About a week ago I came across a news article about a celebrity sharing the news of their recent cancer diagnosis. I was very emotional while reading it and realized I was a little jealous of his openness in sharing that personal information with the world. Lately I’ve been thinking a lot about how if I were to get really sick I would hide it from everyone, my family included for as long as possible. I don’t want people to see me like that, and I don’t want them to have that burden of worrying about my health. I honestly think I would rather die from refusing treatment, than have to share news like that with my family. Now I think it may be even deeper than that. I think maybe part of why the article upset me so much is that I cant open up to anyone about my current struggles.
I’m finally in a program that I love and am excelling in. I’m working out enough to be healthy. I’m putting on what I think is a decent show of being happy in life. But I’m hurting. A lot. I’ve tried subtly reaching out to friends. I’ve tried publicly showing some of my pain. I’ve tried straight up saying I need someone. No one answered. I know my “friends” saw and read the messages, and not one even replied. The people I have always been there for never seem to be around for me.

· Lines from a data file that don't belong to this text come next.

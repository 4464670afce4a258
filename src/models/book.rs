//! Book model
//!
//! A catalog entry with a mutable available-copy count and a borrow counter.

use std::fmt;

use crate::error::{ShelfError, ShelfResult};

/// A book in the catalog
#[derive(Debug, Clone, PartialEq, Eq)]
pub struct Book {
    /// Unique identifier
    pub id: String,

    /// Title, matched case-insensitively on lookup
    pub title: String,

    /// Author, matched case-insensitively on search
    pub author: String,

    /// Copies currently on the shelf
    available_copies: u32,

    /// Number of successful borrows, never decreases
    borrow_count: u32,
}

impl Book {
    /// Create a new book that has never been borrowed
    pub fn new(
        id: impl Into<String>,
        title: impl Into<String>,
        author: impl Into<String>,
        available_copies: u32,
    ) -> Self {
        Self {
            id: id.into(),
            title: title.into(),
            author: author.into(),
            available_copies,
            borrow_count: 0,
        }
    }

    /// Create a book with an existing borrow history (used when loading)
    pub fn with_borrow_count(mut self, borrow_count: u32) -> Self {
        self.borrow_count = borrow_count;
        self
    }

    pub fn available_copies(&self) -> u32 {
        self.available_copies
    }

    pub fn borrow_count(&self) -> u32 {
        self.borrow_count
    }

    /// Whether at least one copy can be lent out
    pub fn is_available(&self) -> bool {
        self.available_copies > 0
    }

    /// Add `delta` to the available copy count
    ///
    /// Fails with [`ShelfError::InvalidOperation`] when the result would be
    /// negative; the count is left untouched in that case.
    pub fn adjust_copies(&mut self, delta: i64) -> ShelfResult<()> {
        let new_value = i64::from(self.available_copies) + delta;
        if new_value < 0 {
            return Err(ShelfError::InvalidOperation(format!(
                "Insufficient copies of '{}' to decrease by {} (available: {})",
                self.id, -delta, self.available_copies
            )));
        }

        self.available_copies = u32::try_from(new_value).map_err(|_| {
            ShelfError::InvalidOperation(format!(
                "Copy count of '{}' would overflow ({})",
                self.id, new_value
            ))
        })?;
        Ok(())
    }

    /// Count one more successful borrow
    pub fn record_borrow(&mut self) {
        self.borrow_count = self.borrow_count.saturating_add(1);
    }

    /// Case-insensitive exact title match
    pub fn matches_title(&self, title: &str) -> bool {
        self.title.to_lowercase() == title.to_lowercase()
    }

    /// Case-insensitive exact author match
    pub fn matches_author(&self, author: &str) -> bool {
        self.author.to_lowercase() == author.to_lowercase()
    }

    /// One-line summary for listings
    pub fn display(&self) -> String {
        self.to_string()
    }
}

impl fmt::Display for Book {
    fn fmt(&self, f: &mut fmt::Formatter<'_>) -> fmt::Result {
        write!(
            f,
            "Book ID: {} | Title: {} | Author: {} | Available: {} | Borrowed: {}",
            self.id, self.title, self.author, self.available_copies, self.borrow_count
        )
    }
}

#[cfg(test)]
mod tests {
    use super::*;

    fn dune() -> Book {
        Book::new("B1", "Dune", "Herbert", 2)
    }

    #[test]
    fn test_new_book() {
        let book = dune();
        assert_eq!(book.available_copies(), 2);
        assert_eq!(book.borrow_count(), 0);
        assert!(book.is_available());
    }

    #[test]
    fn test_adjust_copies_up_and_down() {
        let mut book = dune();
        book.adjust_copies(3).unwrap();
        assert_eq!(book.available_copies(), 5);

        book.adjust_copies(-5).unwrap();
        assert_eq!(book.available_copies(), 0);
        assert!(!book.is_available());
    }

    #[test]
    fn test_adjust_copies_below_zero_leaves_state() {
        let mut book = dune();
        let err = book.adjust_copies(-3).unwrap_err();
        assert!(err.is_invalid_operation());
        assert_eq!(book.available_copies(), 2);
    }

    #[test]
    fn test_adjust_copies_overflow_rejected() {
        let mut book = Book::new("B9", "Big", "Author", u32::MAX);
        assert!(book.adjust_copies(1).is_err());
        assert_eq!(book.available_copies(), u32::MAX);
    }

    #[test]
    fn test_record_borrow() {
        let mut book = dune().with_borrow_count(4);
        book.record_borrow();
        assert_eq!(book.borrow_count(), 5);
    }

    #[test]
    fn test_case_insensitive_matching() {
        let book = dune();
        assert!(book.matches_title("DUNE"));
        assert!(!book.matches_title("Dune Messiah"));
        assert!(book.matches_author("herbert"));
    }

    #[test]
    fn test_display() {
        let book = dune().with_borrow_count(1);
        assert_eq!(
            book.display(),
            "Book ID: B1 | Title: Dune | Author: Herbert | Available: 2 | Borrowed: 1"
        );
    }
}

I don’t belong here. I don’t ever seem to fit in. I’m afraid my past will forever make me the odd man out. There’s no support group for the things I’ve been through and there’s no way to talk about any of it without seeing the people i love hurt or dishonouring people who deserve better than myself. I wish I was strong enough to just end it, but I’m not. I’m weak. I’m a coward. I’m lazy. I’m really afraid that I’ll never be good enough for anyone to want to stay in my life.
I don’t know how to trust. I dont know how to make real friends. When you left you took so much of me with you I can’t fil in the holes. You took my comfort, my stability, my heart. I have nothing left.